Problem description
Look for the word "LinkOutcome" in the data below, and copy every line that holds it.
****************************************
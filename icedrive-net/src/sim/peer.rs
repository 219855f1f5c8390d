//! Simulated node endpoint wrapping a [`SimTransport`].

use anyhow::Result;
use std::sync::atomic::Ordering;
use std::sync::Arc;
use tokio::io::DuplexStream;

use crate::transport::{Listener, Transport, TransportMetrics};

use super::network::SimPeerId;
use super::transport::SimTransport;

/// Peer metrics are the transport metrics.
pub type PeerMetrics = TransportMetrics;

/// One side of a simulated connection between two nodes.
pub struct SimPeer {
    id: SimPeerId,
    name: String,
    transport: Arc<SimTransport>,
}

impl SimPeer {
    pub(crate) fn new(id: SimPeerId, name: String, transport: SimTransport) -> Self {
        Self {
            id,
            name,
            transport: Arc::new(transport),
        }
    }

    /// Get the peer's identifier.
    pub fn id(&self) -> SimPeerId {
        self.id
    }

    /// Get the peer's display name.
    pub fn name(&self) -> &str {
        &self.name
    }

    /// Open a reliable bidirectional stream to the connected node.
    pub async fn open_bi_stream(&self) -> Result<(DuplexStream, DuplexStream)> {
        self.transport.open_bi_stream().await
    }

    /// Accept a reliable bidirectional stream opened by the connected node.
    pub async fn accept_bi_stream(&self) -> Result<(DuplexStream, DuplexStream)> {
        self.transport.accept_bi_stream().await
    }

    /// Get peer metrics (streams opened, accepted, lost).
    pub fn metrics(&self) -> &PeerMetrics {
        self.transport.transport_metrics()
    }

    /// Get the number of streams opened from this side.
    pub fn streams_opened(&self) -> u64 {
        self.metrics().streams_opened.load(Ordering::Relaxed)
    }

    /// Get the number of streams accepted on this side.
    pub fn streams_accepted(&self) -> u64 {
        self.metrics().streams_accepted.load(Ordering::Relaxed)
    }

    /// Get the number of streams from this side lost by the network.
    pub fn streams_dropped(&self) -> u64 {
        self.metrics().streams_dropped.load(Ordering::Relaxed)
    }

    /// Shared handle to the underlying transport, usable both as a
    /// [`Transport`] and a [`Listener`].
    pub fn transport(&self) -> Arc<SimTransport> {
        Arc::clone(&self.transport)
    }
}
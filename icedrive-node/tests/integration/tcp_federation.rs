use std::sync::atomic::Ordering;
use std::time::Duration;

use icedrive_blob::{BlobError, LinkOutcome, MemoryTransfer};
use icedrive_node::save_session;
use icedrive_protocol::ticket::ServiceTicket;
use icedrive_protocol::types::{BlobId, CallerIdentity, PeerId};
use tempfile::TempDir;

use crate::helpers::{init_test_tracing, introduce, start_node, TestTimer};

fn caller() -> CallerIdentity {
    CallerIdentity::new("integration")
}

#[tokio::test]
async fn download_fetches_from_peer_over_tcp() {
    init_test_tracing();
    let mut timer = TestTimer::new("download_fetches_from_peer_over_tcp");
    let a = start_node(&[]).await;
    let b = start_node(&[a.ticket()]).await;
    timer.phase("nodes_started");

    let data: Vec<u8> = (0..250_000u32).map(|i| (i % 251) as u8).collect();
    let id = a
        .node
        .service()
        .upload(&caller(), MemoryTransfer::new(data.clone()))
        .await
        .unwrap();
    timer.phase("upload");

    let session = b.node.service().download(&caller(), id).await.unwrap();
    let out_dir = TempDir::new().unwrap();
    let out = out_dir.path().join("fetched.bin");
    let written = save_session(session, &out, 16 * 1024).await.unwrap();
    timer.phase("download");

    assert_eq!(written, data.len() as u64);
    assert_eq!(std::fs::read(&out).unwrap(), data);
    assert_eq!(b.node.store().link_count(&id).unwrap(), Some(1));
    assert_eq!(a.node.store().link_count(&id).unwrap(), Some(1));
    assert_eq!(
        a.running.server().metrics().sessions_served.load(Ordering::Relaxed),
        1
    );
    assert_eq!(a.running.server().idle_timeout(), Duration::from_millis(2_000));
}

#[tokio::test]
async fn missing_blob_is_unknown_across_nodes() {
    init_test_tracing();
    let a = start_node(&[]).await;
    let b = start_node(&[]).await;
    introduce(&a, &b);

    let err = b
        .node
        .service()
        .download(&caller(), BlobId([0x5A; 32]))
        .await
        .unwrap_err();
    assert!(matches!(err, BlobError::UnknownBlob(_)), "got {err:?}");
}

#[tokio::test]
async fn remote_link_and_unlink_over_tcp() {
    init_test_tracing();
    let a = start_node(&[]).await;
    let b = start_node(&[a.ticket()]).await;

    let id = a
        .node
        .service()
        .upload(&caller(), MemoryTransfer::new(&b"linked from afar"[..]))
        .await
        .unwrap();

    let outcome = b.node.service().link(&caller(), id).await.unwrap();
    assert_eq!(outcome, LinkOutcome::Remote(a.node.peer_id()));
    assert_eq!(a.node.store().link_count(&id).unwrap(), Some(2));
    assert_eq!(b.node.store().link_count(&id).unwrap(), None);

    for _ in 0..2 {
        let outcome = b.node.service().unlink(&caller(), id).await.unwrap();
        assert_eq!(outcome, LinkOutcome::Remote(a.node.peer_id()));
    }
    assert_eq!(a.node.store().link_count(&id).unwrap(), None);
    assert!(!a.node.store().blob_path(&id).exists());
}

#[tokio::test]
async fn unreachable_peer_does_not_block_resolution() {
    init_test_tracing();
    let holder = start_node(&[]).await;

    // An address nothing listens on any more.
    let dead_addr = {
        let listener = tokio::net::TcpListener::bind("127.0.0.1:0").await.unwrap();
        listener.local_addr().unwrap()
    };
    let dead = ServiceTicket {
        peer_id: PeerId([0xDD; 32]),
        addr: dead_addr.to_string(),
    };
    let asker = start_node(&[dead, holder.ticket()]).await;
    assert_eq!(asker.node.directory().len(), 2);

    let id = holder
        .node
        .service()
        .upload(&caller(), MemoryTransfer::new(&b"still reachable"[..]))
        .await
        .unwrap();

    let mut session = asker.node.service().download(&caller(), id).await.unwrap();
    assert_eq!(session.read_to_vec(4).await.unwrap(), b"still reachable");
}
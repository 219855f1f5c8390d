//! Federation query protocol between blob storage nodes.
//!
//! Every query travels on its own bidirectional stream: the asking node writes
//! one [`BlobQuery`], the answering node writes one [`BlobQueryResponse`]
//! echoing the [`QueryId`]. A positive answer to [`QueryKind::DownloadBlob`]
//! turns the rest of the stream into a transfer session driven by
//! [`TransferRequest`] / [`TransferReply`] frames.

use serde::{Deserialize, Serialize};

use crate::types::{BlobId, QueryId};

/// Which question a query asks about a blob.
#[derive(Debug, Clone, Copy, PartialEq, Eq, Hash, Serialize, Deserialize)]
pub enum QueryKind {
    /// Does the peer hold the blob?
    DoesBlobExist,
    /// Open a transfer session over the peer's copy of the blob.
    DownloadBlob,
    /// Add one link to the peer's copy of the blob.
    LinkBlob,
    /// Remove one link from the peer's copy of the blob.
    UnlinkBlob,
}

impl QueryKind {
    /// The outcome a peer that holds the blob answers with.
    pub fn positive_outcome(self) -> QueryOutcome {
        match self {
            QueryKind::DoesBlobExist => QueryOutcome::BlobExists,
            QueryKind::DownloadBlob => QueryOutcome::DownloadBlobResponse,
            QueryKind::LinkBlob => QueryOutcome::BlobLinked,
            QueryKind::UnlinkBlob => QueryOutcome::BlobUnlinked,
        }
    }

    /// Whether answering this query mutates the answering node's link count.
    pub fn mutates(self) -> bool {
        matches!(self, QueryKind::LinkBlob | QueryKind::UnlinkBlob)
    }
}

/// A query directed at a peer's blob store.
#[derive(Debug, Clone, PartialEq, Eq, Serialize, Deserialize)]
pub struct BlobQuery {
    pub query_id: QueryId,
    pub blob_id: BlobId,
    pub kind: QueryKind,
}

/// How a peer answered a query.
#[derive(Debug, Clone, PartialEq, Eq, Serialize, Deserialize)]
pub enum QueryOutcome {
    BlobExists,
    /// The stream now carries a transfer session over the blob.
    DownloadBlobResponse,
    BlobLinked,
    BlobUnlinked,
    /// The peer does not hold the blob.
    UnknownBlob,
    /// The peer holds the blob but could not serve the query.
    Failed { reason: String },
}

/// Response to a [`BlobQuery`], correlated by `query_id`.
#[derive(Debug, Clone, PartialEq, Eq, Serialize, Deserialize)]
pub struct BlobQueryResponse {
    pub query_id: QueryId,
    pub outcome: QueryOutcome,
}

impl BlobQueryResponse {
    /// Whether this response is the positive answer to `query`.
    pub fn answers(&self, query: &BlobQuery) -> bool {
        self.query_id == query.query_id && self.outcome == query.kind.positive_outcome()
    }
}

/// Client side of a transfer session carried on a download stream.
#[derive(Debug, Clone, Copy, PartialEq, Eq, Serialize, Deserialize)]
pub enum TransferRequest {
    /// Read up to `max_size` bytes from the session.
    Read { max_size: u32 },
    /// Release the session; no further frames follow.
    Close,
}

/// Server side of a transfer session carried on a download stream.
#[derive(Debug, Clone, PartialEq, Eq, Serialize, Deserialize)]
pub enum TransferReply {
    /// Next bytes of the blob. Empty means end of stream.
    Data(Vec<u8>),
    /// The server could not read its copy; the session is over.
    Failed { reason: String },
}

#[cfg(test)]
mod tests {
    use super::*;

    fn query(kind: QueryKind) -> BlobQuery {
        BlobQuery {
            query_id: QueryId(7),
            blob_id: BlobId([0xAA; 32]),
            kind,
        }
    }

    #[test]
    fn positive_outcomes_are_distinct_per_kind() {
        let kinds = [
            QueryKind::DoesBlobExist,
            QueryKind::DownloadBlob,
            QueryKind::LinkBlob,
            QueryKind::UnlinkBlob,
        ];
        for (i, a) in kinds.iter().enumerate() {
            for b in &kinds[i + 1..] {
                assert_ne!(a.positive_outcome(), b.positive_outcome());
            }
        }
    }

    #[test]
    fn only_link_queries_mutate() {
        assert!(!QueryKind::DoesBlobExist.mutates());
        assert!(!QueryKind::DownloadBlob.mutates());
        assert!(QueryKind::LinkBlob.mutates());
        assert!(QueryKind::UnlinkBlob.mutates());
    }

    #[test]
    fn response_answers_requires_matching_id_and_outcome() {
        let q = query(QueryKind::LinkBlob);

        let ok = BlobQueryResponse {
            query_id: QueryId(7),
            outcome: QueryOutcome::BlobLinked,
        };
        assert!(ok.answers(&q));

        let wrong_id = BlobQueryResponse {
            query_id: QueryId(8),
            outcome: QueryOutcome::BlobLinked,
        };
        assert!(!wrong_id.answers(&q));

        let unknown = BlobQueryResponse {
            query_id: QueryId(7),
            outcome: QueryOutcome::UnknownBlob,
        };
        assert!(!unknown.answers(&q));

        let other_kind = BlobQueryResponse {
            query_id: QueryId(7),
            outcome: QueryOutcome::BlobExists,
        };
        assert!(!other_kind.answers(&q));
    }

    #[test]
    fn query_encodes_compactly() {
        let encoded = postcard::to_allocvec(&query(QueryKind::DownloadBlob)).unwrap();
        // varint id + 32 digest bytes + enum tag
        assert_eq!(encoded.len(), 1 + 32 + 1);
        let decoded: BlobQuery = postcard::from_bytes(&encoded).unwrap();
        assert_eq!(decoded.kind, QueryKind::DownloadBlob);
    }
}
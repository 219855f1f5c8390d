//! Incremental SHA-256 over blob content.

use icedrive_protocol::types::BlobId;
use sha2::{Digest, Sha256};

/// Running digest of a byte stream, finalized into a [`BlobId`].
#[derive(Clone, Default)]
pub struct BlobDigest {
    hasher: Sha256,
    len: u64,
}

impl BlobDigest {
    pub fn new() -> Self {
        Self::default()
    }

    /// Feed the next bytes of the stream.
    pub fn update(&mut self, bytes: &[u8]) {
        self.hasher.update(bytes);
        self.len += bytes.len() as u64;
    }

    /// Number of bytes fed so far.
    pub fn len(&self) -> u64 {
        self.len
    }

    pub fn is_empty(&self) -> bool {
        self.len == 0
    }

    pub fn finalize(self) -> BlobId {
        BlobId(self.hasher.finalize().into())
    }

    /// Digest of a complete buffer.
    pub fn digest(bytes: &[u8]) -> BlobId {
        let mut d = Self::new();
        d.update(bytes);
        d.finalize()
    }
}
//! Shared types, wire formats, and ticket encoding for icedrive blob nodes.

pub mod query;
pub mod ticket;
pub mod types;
****************************************
Your response
use icedrive_blob::{BlobError, LinkOutcome, MemoryTransfer};
    assert_eq!(outcome, LinkOutcome::Remote(a.node.peer_id()));
        assert_eq!(outcome, LinkOutcome::Remote(a.node.peer_id()));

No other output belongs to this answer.